Task details
When a line in the material beneath includes the word "Debug", add it to the count, and report the count alone.

Records supplied
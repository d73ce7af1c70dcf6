use axum::{
    extract::{Path, Query, State},
    http::StatusCode,
    routing::{delete, get, put},
    Json, Router,
};
use axum_extra::extract::Query as RepeatedQuery;
use serde::Deserialize;

use super::commands::{
    self, AddGenesetTermCommand, RemoveGenesetTermCommand, UpdateThresholdCommand,
};
use super::queries::{
    self, GenesetDetail, GenesetSearchQuery, GenesetTermsQuery, GenesetValuesQuery, GetGenesetQuery,
    ListGenesetsQuery, MetadataQuery,
};
use crate::api::response::ApiResponse;
use crate::auth::{Caller, OptionalCaller};
use crate::error::ServiceError;
use crate::features::FeatureState;
use crate::store::{Geneset, GenesetValue, OntologyTerm, Publication};

pub fn genesets_routes() -> Router<FeatureState> {
    Router::new()
        .route("/", get(list_genesets))
        .route("/search", get(search_genesets))
        .route("/:id", get(get_geneset))
        .route("/:id/values", get(get_values))
        .route("/:id/metadata", get(get_metadata))
        .route("/:id/publication", get(get_publication))
        .route("/:id/threshold", put(update_threshold))
        .route("/:id/ontologies", get(list_terms).put(add_term))
        .route("/:id/ontologies/:ontology_id", delete(remove_term))
}

#[derive(Debug, Deserialize)]
struct TermParam {
    ontology_id: String,
}

#[tracing::instrument(skip(state, caller, query))]
async fn list_genesets(
    State(state): State<FeatureState>,
    OptionalCaller(caller): OptionalCaller,
    RepeatedQuery(query): RepeatedQuery<ListGenesetsQuery>,
) -> Result<ApiResponse<Vec<Geneset>>, ServiceError> {
    let response = queries::list::handle(state.store.as_ref(), caller.as_ref(), query).await?;
    Ok(ApiResponse::success_with_meta(response.items, response.window))
}

async fn search_genesets(
    State(state): State<FeatureState>,
    OptionalCaller(caller): OptionalCaller,
    Query(query): Query<GenesetSearchQuery>,
) -> Result<ApiResponse<Vec<Geneset>>, ServiceError> {
    let response = queries::search::handle(state.store.as_ref(), caller.as_ref(), query).await?;
    Ok(ApiResponse::success_with_meta(response.items, response.window))
}

#[tracing::instrument(skip(state, user, query))]
async fn get_geneset(
    State(state): State<FeatureState>,
    Caller(user): Caller,
    Path(id): Path<i64>,
    Query(query): Query<GetGenesetQuery>,
) -> Result<ApiResponse<GenesetDetail>, ServiceError> {
    let detail = queries::get::handle(state.store.as_ref(), &user, id, query).await?;
    Ok(ApiResponse::success(detail))
}

async fn get_values(
    State(state): State<FeatureState>,
    Caller(user): Caller,
    Path(id): Path<i64>,
    Query(query): Query<GenesetValuesQuery>,
) -> Result<ApiResponse<Vec<GenesetValue>>, ServiceError> {
    let values = queries::values::handle(state.store.as_ref(), &user, id, query).await?;
    Ok(ApiResponse::success(values))
}

async fn get_metadata(
    State(state): State<FeatureState>,
    Caller(user): Caller,
    Path(id): Path<i64>,
    Query(query): Query<MetadataQuery>,
) -> Result<ApiResponse<Geneset>, ServiceError> {
    let geneset = queries::get::handle_metadata(state.store.as_ref(), &user, id, query).await?;
    Ok(ApiResponse::success(geneset))
}

async fn get_publication(
    State(state): State<FeatureState>,
    Caller(user): Caller,
    Path(id): Path<i64>,
) -> Result<ApiResponse<Publication>, ServiceError> {
    let publication = queries::get::handle_publication(state.store.as_ref(), &user, id).await?;
    Ok(ApiResponse::success(publication))
}

async fn list_terms(
    State(state): State<FeatureState>,
    Caller(user): Caller,
    Path(id): Path<i64>,
    Query(query): Query<GenesetTermsQuery>,
) -> Result<ApiResponse<Vec<OntologyTerm>>, ServiceError> {
    let (terms, window) = queries::ontologies::handle(state.store.as_ref(), &user, id, query).await?;
    Ok(ApiResponse::success_with_meta(terms, window))
}

#[tracing::instrument(skip(state, user, command), fields(user_id = user.id))]
async fn update_threshold(
    State(state): State<FeatureState>,
    Caller(user): Caller,
    Path(id): Path<i64>,
    Json(command): Json<UpdateThresholdCommand>,
) -> Result<StatusCode, ServiceError> {
    commands::threshold::handle(state.store.as_ref(), &user, id, command).await?;
    Ok(StatusCode::NO_CONTENT)
}

#[tracing::instrument(skip(state, user), fields(user_id = user.id))]
async fn add_term(
    State(state): State<FeatureState>,
    Caller(user): Caller,
    Path(id): Path<i64>,
    Query(param): Query<TermParam>,
) -> Result<StatusCode, ServiceError> {
    let command = AddGenesetTermCommand {
        geneset_id: id,
        ontology_id: param.ontology_id,
    };
    commands::ontology::add(state.store.as_ref(), &user, command).await?;
    Ok(StatusCode::NO_CONTENT)
}

#[tracing::instrument(skip(state, user), fields(user_id = user.id))]
async fn remove_term(
    State(state): State<FeatureState>,
    Caller(user): Caller,
    Path((id, ontology_id)): Path<(i64, String)>,
) -> Result<StatusCode, ServiceError> {
    let command = RemoveGenesetTermCommand {
        geneset_id: id,
        ontology_id,
    };
    commands::ontology::remove(state.store.as_ref(), &user, command).await?;
    Ok(StatusCode::NO_CONTENT)
}
use serde::{Deserialize, Serialize};
use std::collections::BTreeSet;

use crate::error::{ServiceError, ServiceResult};
use crate::features::genesets::queries::list::{self as geneset_list, ListGenesetsQuery};
use crate::features::shared::{validate_search_text, WindowParams};
use crate::store::{Geneset, GenesetStore, Publication, PublicationStore, TextSearch, UserRecord};

pub const DEFAULT_SEARCH_LIMIT: i64 = 10;
pub const MAX_SEARCH_TEXT_LENGTH: usize = 256;

#[derive(Debug, Clone, Copy, PartialEq, Eq, PartialOrd, Ord, Serialize, Deserialize)]
#[serde(rename_all = "lowercase")]
pub enum SearchEntity {
    Genesets,
    Publications,
}

impl std::str::FromStr for SearchEntity {
    type Err = ServiceError;

    fn from_str(s: &str) -> Result<Self, Self::Err> {
        match s.trim().to_lowercase().as_str() {
            "genesets" => Ok(SearchEntity::Genesets),
            "publications" => Ok(SearchEntity::Publications),
            other => Err(ServiceError::validation(format!("unknown search entity '{}'", other))),
        }
    }
}

/// Query string of `GET /search`. `entities` is comma separated.
#[derive(Debug, Clone, Default, Serialize, Deserialize)]
pub struct SearchQuery {
    pub entities: String,
    pub search_text: String,
    pub limit: Option<i64>,
    pub offset: Option<i64>,
}

#[derive(Debug, Clone, Default, Serialize)]
pub struct SearchResults {
    #[serde(skip_serializing_if = "Option::is_none")]
    pub genesets: Option<Vec<Geneset>>,
    #[serde(skip_serializing_if = "Option::is_none")]
    pub publications: Option<Vec<Publication>>,
}

impl SearchQuery {
    pub fn entities(&self) -> ServiceResult<BTreeSet<SearchEntity>> {
        let entities = self
            .entities
            .split(',')
            .filter(|part| !part.trim().is_empty())
            .map(str::parse)
            .collect::<ServiceResult<BTreeSet<SearchEntity>>>()?;
        if entities.is_empty() {
            return Err(ServiceError::validation("at least one search entity is required"));
        }
        Ok(entities)
    }
}

#[tracing::instrument(skip(store, caller), fields(caller = ?caller.map(|u| u.id)))]
pub async fn handle<S>(store: &S, caller: Option<&UserRecord>, query: SearchQuery) -> ServiceResult<SearchResults>
where
    S: GenesetStore + PublicationStore + ?Sized,
{
    let entities = query.entities()?;
    validate_search_text(&query.search_text, MAX_SEARCH_TEXT_LENGTH)
        .map_err(|e| ServiceError::validation(e.to_string()))?;
    let window = WindowParams::new(query.limit, query.offset);
    window.validate().map_err(ServiceError::validation)?;

    let mut results = SearchResults::default();

    if entities.contains(&SearchEntity::Genesets) {
        let list_query = ListGenesetsQuery {
            search_text: Some(query.search_text.clone()),
            with_publication_info: Some(false),
            limit: Some(window.limit(DEFAULT_SEARCH_LIMIT)),
            offset: Some(window.offset()),
            ..ListGenesetsQuery::default()
        };
        results.genesets = Some(geneset_list::handle(store, caller, list_query).await?.items);
    }

    if entities.contains(&SearchEntity::Publications) {
        let search = TextSearch {
            text: query.search_text.trim().to_string(),
            limit: window.limit(DEFAULT_SEARCH_LIMIT),
            offset: window.offset(),
        };
        results.publications = Some(store.search_publications(&search).await?);
    }

    Ok(results)
}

Answer space
4